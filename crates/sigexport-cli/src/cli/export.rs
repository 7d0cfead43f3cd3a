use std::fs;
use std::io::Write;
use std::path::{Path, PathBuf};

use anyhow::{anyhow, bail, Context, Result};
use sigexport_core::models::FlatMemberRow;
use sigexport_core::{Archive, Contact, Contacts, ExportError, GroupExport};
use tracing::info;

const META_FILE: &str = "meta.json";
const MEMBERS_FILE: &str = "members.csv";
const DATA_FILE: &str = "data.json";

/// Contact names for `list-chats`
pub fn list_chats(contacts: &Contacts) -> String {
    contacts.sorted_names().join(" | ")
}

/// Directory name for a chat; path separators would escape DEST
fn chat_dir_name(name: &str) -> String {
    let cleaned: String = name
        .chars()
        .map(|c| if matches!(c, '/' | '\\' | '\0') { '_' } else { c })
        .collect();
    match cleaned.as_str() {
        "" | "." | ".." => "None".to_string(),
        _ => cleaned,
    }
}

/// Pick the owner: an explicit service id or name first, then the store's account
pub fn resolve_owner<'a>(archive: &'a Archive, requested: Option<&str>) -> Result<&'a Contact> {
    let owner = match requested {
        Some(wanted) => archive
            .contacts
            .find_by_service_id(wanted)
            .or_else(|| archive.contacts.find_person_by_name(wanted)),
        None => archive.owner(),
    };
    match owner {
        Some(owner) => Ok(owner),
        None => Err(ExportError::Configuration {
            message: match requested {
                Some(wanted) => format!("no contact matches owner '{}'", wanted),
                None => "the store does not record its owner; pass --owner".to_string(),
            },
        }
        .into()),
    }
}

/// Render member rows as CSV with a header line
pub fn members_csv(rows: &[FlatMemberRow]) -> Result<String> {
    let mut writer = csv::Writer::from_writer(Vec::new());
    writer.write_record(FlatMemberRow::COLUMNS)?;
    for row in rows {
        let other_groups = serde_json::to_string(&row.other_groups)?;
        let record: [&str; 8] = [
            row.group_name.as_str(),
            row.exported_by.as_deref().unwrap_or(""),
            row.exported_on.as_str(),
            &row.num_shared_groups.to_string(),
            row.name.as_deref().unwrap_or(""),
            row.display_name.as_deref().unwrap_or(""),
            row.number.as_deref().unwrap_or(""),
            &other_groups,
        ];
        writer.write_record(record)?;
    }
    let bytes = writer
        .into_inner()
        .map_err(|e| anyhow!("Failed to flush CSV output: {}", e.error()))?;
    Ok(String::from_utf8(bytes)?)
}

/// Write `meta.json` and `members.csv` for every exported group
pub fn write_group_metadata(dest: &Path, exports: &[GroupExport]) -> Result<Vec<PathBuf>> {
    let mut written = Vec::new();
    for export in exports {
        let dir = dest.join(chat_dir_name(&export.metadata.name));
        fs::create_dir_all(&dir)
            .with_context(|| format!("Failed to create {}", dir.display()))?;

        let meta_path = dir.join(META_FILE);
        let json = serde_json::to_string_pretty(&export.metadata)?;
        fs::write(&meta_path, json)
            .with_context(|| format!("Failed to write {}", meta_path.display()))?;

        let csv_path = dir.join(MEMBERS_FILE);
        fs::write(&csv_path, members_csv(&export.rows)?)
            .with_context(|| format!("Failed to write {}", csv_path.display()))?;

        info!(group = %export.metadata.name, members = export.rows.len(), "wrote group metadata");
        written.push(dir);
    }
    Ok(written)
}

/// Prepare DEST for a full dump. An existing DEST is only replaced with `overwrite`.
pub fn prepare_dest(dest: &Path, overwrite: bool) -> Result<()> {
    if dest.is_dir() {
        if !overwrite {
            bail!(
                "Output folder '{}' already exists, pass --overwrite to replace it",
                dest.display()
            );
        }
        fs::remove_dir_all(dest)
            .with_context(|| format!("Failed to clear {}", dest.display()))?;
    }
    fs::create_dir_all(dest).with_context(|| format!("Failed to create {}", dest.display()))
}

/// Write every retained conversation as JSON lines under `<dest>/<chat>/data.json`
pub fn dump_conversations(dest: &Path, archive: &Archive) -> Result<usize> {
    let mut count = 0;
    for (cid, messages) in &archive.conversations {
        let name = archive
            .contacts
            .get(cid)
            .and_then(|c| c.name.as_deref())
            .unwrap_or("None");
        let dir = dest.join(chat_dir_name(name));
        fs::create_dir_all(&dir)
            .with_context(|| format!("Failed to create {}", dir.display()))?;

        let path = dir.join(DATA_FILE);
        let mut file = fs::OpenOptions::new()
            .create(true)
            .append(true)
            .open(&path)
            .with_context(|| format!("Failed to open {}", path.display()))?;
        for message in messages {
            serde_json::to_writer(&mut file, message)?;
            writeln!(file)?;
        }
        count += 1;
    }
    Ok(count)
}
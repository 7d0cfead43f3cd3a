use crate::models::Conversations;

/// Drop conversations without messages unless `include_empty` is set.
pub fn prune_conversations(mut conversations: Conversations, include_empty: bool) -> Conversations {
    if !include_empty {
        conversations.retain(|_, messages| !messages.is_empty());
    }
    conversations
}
- - - -
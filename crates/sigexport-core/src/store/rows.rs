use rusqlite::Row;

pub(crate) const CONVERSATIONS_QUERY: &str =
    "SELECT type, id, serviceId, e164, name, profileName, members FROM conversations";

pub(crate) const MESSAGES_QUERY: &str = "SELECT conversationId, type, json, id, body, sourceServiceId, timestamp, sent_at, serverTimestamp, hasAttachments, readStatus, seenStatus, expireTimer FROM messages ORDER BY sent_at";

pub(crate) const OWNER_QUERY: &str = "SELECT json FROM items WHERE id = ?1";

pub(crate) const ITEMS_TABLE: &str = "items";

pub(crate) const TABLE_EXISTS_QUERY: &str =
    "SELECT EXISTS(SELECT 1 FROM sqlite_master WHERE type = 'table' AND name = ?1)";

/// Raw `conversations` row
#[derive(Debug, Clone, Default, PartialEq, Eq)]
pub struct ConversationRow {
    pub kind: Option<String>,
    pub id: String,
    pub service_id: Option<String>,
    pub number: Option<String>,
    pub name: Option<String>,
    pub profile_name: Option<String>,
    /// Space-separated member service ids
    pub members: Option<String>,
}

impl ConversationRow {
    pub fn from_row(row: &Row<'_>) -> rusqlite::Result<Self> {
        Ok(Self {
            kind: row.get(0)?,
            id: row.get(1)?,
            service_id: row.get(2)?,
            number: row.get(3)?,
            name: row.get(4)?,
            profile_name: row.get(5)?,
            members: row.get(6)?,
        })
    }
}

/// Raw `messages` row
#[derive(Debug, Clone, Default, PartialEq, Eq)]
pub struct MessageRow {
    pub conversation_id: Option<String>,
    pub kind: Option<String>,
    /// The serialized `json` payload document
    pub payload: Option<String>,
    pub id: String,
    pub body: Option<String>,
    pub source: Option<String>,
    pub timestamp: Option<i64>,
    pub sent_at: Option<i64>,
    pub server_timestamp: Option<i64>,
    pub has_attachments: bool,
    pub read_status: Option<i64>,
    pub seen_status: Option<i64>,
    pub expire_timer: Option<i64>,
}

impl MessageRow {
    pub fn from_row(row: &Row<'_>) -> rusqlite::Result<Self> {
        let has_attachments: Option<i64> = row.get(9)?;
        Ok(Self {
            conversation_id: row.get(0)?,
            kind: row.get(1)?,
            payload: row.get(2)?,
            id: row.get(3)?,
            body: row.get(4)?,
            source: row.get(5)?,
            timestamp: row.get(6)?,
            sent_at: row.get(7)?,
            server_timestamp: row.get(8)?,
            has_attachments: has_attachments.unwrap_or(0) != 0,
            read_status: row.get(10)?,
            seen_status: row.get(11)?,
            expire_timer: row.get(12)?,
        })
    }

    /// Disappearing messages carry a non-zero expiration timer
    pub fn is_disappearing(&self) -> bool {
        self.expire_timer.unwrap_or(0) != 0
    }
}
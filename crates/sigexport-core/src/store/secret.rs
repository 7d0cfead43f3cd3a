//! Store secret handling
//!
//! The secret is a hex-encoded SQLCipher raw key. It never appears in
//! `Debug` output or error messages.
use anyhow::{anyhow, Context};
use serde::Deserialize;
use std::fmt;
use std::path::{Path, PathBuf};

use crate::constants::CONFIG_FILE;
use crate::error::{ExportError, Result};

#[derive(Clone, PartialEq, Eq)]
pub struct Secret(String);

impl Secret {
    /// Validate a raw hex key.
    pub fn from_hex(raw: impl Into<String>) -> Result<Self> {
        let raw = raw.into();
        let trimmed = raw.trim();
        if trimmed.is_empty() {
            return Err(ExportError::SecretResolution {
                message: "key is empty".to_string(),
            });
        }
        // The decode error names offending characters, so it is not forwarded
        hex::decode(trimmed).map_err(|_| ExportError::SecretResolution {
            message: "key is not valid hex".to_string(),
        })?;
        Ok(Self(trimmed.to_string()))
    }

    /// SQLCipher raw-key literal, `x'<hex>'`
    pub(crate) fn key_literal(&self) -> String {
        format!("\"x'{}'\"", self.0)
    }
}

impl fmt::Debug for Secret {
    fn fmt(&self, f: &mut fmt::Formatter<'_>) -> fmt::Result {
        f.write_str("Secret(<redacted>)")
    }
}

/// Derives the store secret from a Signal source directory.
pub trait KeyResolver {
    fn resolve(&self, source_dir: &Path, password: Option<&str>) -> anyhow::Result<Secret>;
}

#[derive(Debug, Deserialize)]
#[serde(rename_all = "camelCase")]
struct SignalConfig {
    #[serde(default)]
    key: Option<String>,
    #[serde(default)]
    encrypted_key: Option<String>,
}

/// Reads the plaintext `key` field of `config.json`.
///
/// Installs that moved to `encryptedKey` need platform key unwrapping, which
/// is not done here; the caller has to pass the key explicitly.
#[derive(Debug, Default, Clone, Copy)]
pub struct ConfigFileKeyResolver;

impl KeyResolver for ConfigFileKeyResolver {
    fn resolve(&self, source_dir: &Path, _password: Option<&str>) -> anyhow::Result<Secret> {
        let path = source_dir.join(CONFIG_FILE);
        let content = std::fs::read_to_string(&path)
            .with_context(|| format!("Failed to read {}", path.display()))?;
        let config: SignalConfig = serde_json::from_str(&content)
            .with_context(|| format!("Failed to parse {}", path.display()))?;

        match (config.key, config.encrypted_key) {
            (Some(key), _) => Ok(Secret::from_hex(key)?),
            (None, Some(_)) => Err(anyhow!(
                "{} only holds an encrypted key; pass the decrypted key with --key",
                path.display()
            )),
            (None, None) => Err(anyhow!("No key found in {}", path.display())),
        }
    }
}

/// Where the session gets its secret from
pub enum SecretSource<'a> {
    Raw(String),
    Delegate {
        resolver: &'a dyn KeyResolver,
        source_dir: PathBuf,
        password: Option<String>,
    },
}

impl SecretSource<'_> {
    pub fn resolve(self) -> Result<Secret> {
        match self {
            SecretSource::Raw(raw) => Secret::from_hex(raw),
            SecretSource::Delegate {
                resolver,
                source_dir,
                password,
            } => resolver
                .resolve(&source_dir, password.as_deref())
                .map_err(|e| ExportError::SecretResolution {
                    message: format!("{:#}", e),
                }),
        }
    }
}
- - - -
=== Aim of the exercise ===
The answer is each line in which the word "written" occurs, copied from the material above.

=== Response to the task ===
    let mut written = Vec::new();
        written.push(dir);
    Ok(written)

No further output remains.